[ACTIVITY]
Every word of the listing must be returned. Retype it exactly.

[TASK DATA]
▶

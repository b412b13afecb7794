//! secp256k1 private key.
//!
//! Wraps a k256 signing key together with the compression flag of the
//! public key it controls. The flag decides which serialization (and so
//! which `KeyId`) the matching public key has.

use std::fmt;

use k256::ecdsa::SigningKey;
use zeroize::Zeroizing;

use crate::ec::public_key::PublicKey;
use crate::ec::signature::Signature;
use crate::hash::sha256d;
use crate::ids::KeyId;
use crate::random::get_strong_rand_bytes;
use crate::PrimitivesError;

/// Length of a serialized private key in bytes.
const PRIVATE_KEY_BYTES_LEN: usize = 32;

/// Mainnet WIF prefix byte.
const MAINNET_PREFIX: u8 = 0x80;

/// Compression flag byte appended to WIF for compressed public keys.
const COMPRESS_MAGIC: u8 = 0x01;

/// A secp256k1 private key for signing.
#[derive(Clone)]
pub struct PrivateKey {
    inner: SigningKey,
    compressed: bool,
}

impl PrivateKey {
    /// Generate a new random private key with a compressed public key.
    ///
    /// Key material is drawn from the strong randomness service; candidates
    /// outside the curve order are discarded.
    ///
    /// # Returns
    /// A new randomly generated `PrivateKey`.
    pub fn new() -> Self {
        loop {
            let mut candidate = Zeroizing::new([0u8; PRIVATE_KEY_BYTES_LEN]);
            get_strong_rand_bytes(&mut candidate[..]);
            if let Ok(key) = Self::from_bytes(&candidate[..]) {
                return key;
            }
        }
    }

    /// Create a private key from a raw 32-byte scalar.
    ///
    /// The resulting key is flagged compressed; use `with_compression` to
    /// change that.
    ///
    /// # Arguments
    /// * `bytes` - A 32-byte slice representing the private key scalar.
    ///
    /// # Returns
    /// `Ok(PrivateKey)` if the bytes represent a valid scalar on secp256k1,
    /// or an error if the scalar is zero or out of range.
    pub fn from_bytes(bytes: &[u8]) -> Result<Self, PrimitivesError> {
        if bytes.len() != PRIVATE_KEY_BYTES_LEN {
            return Err(PrimitivesError::InvalidPrivateKey(format!(
                "expected {} bytes, got {}",
                PRIVATE_KEY_BYTES_LEN,
                bytes.len()
            )));
        }
        let signing_key = SigningKey::from_bytes(bytes.into())
            .map_err(|e| PrimitivesError::InvalidPrivateKey(e.to_string()))?;
        Ok(PrivateKey {
            inner: signing_key,
            compressed: true,
        })
    }

    /// Create a private key from a 64-character hexadecimal string.
    pub fn from_hex(hex_str: &str) -> Result<Self, PrimitivesError> {
        if hex_str.is_empty() {
            return Err(PrimitivesError::InvalidPrivateKey(
                "private key hex is empty".to_string(),
            ));
        }
        let bytes = Zeroizing::new(hex::decode(hex_str)?);
        Self::from_bytes(&bytes)
    }

    /// Create a private key from a WIF (Wallet Import Format) string.
    ///
    /// The compression flag is taken from the encoding: 38 decoded bytes
    /// carry the `0x01` marker and mean compressed, 37 mean uncompressed.
    ///
    /// # Arguments
    /// * `wif` - A Base58Check-encoded WIF string.
    ///
    /// # Returns
    /// `Ok(PrivateKey)` on success, or an error if the WIF is malformed or
    /// the checksum fails.
    pub fn from_wif(wif: &str) -> Result<Self, PrimitivesError> {
        let decoded = Zeroizing::new(
            bs58::decode(wif)
                .into_vec()
                .map_err(|e| PrimitivesError::InvalidWif(e.to_string()))?,
        );
        let decoded_len = decoded.len();

        let compressed = match decoded_len {
            38 if decoded[33] == COMPRESS_MAGIC => true,
            38 => {
                return Err(PrimitivesError::InvalidWif(
                    "malformed private key: invalid compression flag".to_string(),
                ))
            }
            37 => false,
            _ => {
                return Err(PrimitivesError::InvalidWif(format!(
                    "malformed private key: invalid length {}",
                    decoded_len
                )))
            }
        };

        let payload_end = decoded_len - 4;
        let checksum = sha256d(&decoded[..payload_end]);
        if checksum[..4] != decoded[payload_end..] {
            return Err(PrimitivesError::ChecksumMismatch);
        }

        Ok(Self::from_bytes(&decoded[1..1 + PRIVATE_KEY_BYTES_LEN])?.with_compression(compressed))
    }

    /// Encode the private key as a mainnet WIF string.
    pub fn to_wif(&self) -> String {
        self.to_wif_prefix(MAINNET_PREFIX)
    }

    /// Encode the private key as a WIF string with a custom network prefix.
    ///
    /// The compression marker is written when the key is flagged compressed.
    pub fn to_wif_prefix(&self, prefix: u8) -> String {
        let mut payload = Zeroizing::new(Vec::with_capacity(1 + PRIVATE_KEY_BYTES_LEN + 1 + 4));
        payload.push(prefix);
        payload.extend_from_slice(&self.to_bytes()[..]);
        if self.compressed {
            payload.push(COMPRESS_MAGIC);
        }
        let checksum = sha256d(&payload);
        payload.extend_from_slice(&checksum[..4]);
        bs58::encode(payload.as_slice()).into_string()
    }

    /// Return a copy of this key with the given compression flag.
    pub fn with_compression(mut self, compressed: bool) -> Self {
        self.compressed = compressed;
        self
    }

    /// Whether the matching public key serializes compressed.
    pub fn is_compressed(&self) -> bool {
        self.compressed
    }

    /// Serialize the private key as a 32-byte big-endian scalar.
    pub fn to_bytes(&self) -> Zeroizing<[u8; 32]> {
        let mut out = Zeroizing::new([0u8; 32]);
        out.copy_from_slice(&self.inner.to_bytes());
        out
    }

    /// Serialize the private key as a lowercase hexadecimal string.
    pub fn to_hex(&self) -> String {
        hex::encode(&self.to_bytes()[..])
    }

    /// Derive the corresponding public key, serialized per the compression flag.
    pub fn pub_key(&self) -> PublicKey {
        PublicKey::from_k256_verifying_key(self.inner.verifying_key(), self.compressed)
    }

    /// Identity of the corresponding public key.
    pub fn key_id(&self) -> KeyId {
        self.pub_key().key_id()
    }

    /// Sign a 32-byte message hash using deterministic RFC6979 nonces.
    ///
    /// Produces a low-S normalized signature.
    pub fn sign(&self, hash: &[u8]) -> Result<Signature, PrimitivesError> {
        Signature::sign(hash, self)
    }

    pub(crate) fn signing_key(&self) -> &SigningKey {
        &self.inner
    }
}

impl Default for PrivateKey {
    fn default() -> Self {
        Self::new()
    }
}

impl PartialEq for PrivateKey {
    fn eq(&self, other: &Self) -> bool {
        self.compressed == other.compressed && *self.to_bytes() == *other.to_bytes()
    }
}

impl Eq for PrivateKey {}

impl fmt::Debug for PrivateKey {
    fn fmt(&self, f: &mut fmt::Formatter<'_>) -> fmt::Result {
        f.debug_struct("PrivateKey")
            .field("key_id", &self.key_id())
            .field("compressed", &self.compressed)
            .finish_non_exhaustive()
    }
}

◀

[RESPONSE TO THE TASK]
repository b412b13afecb7794
//! secp256k1 private key.
//!
//! Wraps a k256 signing key together with the compression flag of the
//! public key it controls. The flag decides which serialization (and so
//! which `KeyId`) the matching public key has.

use std::fmt;

use k256::ecdsa::SigningKey;
use zeroize::Zeroizing;

use crate::ec::public_key::PublicKey;
use crate::ec::signature::Signature;
use crate::hash::sha256d;
use crate::ids::KeyId;
use crate::random::get_strong_rand_bytes;
use crate::PrimitivesError;

/// Length of a serialized private key in bytes.
const PRIVATE_KEY_BYTES_LEN: usize = 32;

/// Mainnet WIF prefix byte.
const MAINNET_PREFIX: u8 = 0x80;

/// Compression flag byte appended to WIF for compressed public keys.
const COMPRESS_MAGIC: u8 = 0x01;

/// A secp256k1 private key for signing.
#[derive(Clone)]
pub struct PrivateKey {
    inner: SigningKey,
    compressed: bool,
}

impl PrivateKey {
    /// Generate a new random private key with a compressed public key.
    ///
    /// Key material is drawn from the strong randomness service; candidates
    /// outside the curve order are discarded.
    ///
    /// # Returns
    /// A new randomly generated `PrivateKey`.
    pub fn new() -> Self {
        loop {
            let mut candidate = Zeroizing::new([0u8; PRIVATE_KEY_BYTES_LEN]);
            get_strong_rand_bytes(&mut candidate[..]);
            if let Ok(key) = Self::from_bytes(&candidate[..]) {
                return key;
            }
        }
    }

    /// Create a private key from a raw 32-byte scalar.
    ///
    /// The resulting key is flagged compressed; use `with_compression` to
    /// change that.
    ///
    /// # Arguments
    /// * `bytes` - A 32-byte slice representing the private key scalar.
    ///
    /// # Returns
    /// `Ok(PrivateKey)` if the bytes represent a valid scalar on secp256k1,
    /// or an error if the scalar is zero or out of range.
    pub fn from_bytes(bytes: &[u8]) -> Result<Self, PrimitivesError> {
        if bytes.len() != PRIVATE_KEY_BYTES_LEN {
            return Err(PrimitivesError::InvalidPrivateKey(format!(
                "expected {} bytes, got {}",
                PRIVATE_KEY_BYTES_LEN,
                bytes.len()
            )));
        }
        let signing_key = SigningKey::from_bytes(bytes.into())
            .map_err(|e| PrimitivesError::InvalidPrivateKey(e.to_string()))?;
        Ok(PrivateKey {
            inner: signing_key,
            compressed: true,
        })
    }

    /// Create a private key from a 64-character hexadecimal string.
    pub fn from_hex(hex_str: &str) -> Result<Self, PrimitivesError> {
        if hex_str.is_empty() {
            return Err(PrimitivesError::InvalidPrivateKey(
                "private key hex is empty".to_string(),
            ));
        }
        let bytes = Zeroizing::new(hex::decode(hex_str)?);
        Self::from_bytes(&bytes)
    }

    /// Create a private key from a WIF (Wallet Import Format) string.
    ///
    /// The compression flag is taken from the encoding: 38 decoded bytes
    /// carry the `0x01` marker and mean compressed, 37 mean uncompressed.
    ///
    /// # Arguments
    /// * `wif` - A Base58Check-encoded WIF string.
    ///
    /// # Returns
    /// `Ok(PrivateKey)` on success, or an error if the WIF is malformed or
    /// the checksum fails.
    pub fn from_wif(wif: &str) -> Result<Self, PrimitivesError> {
        let decoded = Zeroizing::new(
            bs58::decode(wif)
                .into_vec()
                .map_err(|e| PrimitivesError::InvalidWif(e.to_string()))?,
        );
        let decoded_len = decoded.len();

        let compressed = match decoded_len {
            38 if decoded[33] == COMPRESS_MAGIC => true,
            38 => {
                return Err(PrimitivesError::InvalidWif(
                    "malformed private key: invalid compression flag".to_string(),
                ))
            }
            37 => false,
            _ => {
                return Err(PrimitivesError::InvalidWif(format!(
                    "malformed private key: invalid length {}",
                    decoded_len
                )))
            }
        };

        let payload_end = decoded_len - 4;
        let checksum = sha256d(&decoded[..payload_end]);
        if checksum[..4] != decoded[payload_end..] {
            return Err(PrimitivesError::ChecksumMismatch);
        }

        Ok(Self::from_bytes(&decoded[1..1 + PRIVATE_KEY_BYTES_LEN])?.with_compression(compressed))
    }

    /// Encode the private key as a mainnet WIF string.
    pub fn to_wif(&self) -> String {
        self.to_wif_prefix(MAINNET_PREFIX)
    }

    /// Encode the private key as a WIF string with a custom network prefix.
    ///
    /// The compression marker is written when the key is flagged compressed.
    pub fn to_wif_prefix(&self, prefix: u8) -> String {
        let mut payload = Zeroizing::new(Vec::with_capacity(1 + PRIVATE_KEY_BYTES_LEN + 1 + 4));
        payload.push(prefix);
        payload.extend_from_slice(&self.to_bytes()[..]);
        if self.compressed {
            payload.push(COMPRESS_MAGIC);
        }
        let checksum = sha256d(&payload);
        payload.extend_from_slice(&checksum[..4]);
        bs58::encode(payload.as_slice()).into_string()
    }

    /// Return a copy of this key with the given compression flag.
    pub fn with_compression(mut self, compressed: bool) -> Self {
        self.compressed = compressed;
        self
    }

    /// Whether the matching public key serializes compressed.
    pub fn is_compressed(&self) -> bool {
        self.compressed
    }

    /// Serialize the private key as a 32-byte big-endian scalar.
    pub fn to_bytes(&self) -> Zeroizing<[u8; 32]> {
        let mut out = Zeroizing::new([0u8; 32]);
        out.copy_from_slice(&self.inner.to_bytes());
        out
    }

    /// Serialize the private key as a lowercase hexadecimal string.
    pub fn to_hex(&self) -> String {
        hex::encode(&self.to_bytes()[..])
    }

    /// Derive the corresponding public key, serialized per the compression flag.
    pub fn pub_key(&self) -> PublicKey {
        PublicKey::from_k256_verifying_key(self.inner.verifying_key(), self.compressed)
    }

    /// Identity of the corresponding public key.
    pub fn key_id(&self) -> KeyId {
        self.pub_key().key_id()
    }

    /// Sign a 32-byte message hash using deterministic RFC6979 nonces.
    ///
    /// Produces a low-S normalized signature.
    pub fn sign(&self, hash: &[u8]) -> Result<Signature, PrimitivesError> {
        Signature::sign(hash, self)
    }

    pub(crate) fn signing_key(&self) -> &SigningKey {
        &self.inner
    }
}

impl Default for PrivateKey {
    fn default() -> Self {
        Self::new()
    }
}

impl PartialEq for PrivateKey {
    fn eq(&self, other: &Self) -> bool {
        self.compressed == other.compressed && *self.to_bytes() == *other.to_bytes()
    }
}

impl Eq for PrivateKey {}

impl fmt::Debug for PrivateKey {
    fn fmt(&self, f: &mut fmt::Formatter<'_>) -> fmt::Result {
        f.debug_struct("PrivateKey")
            .field("key_id", &self.key_id())
            .field("compressed", &self.compressed)
            .finish_non_exhaustive()
    }
}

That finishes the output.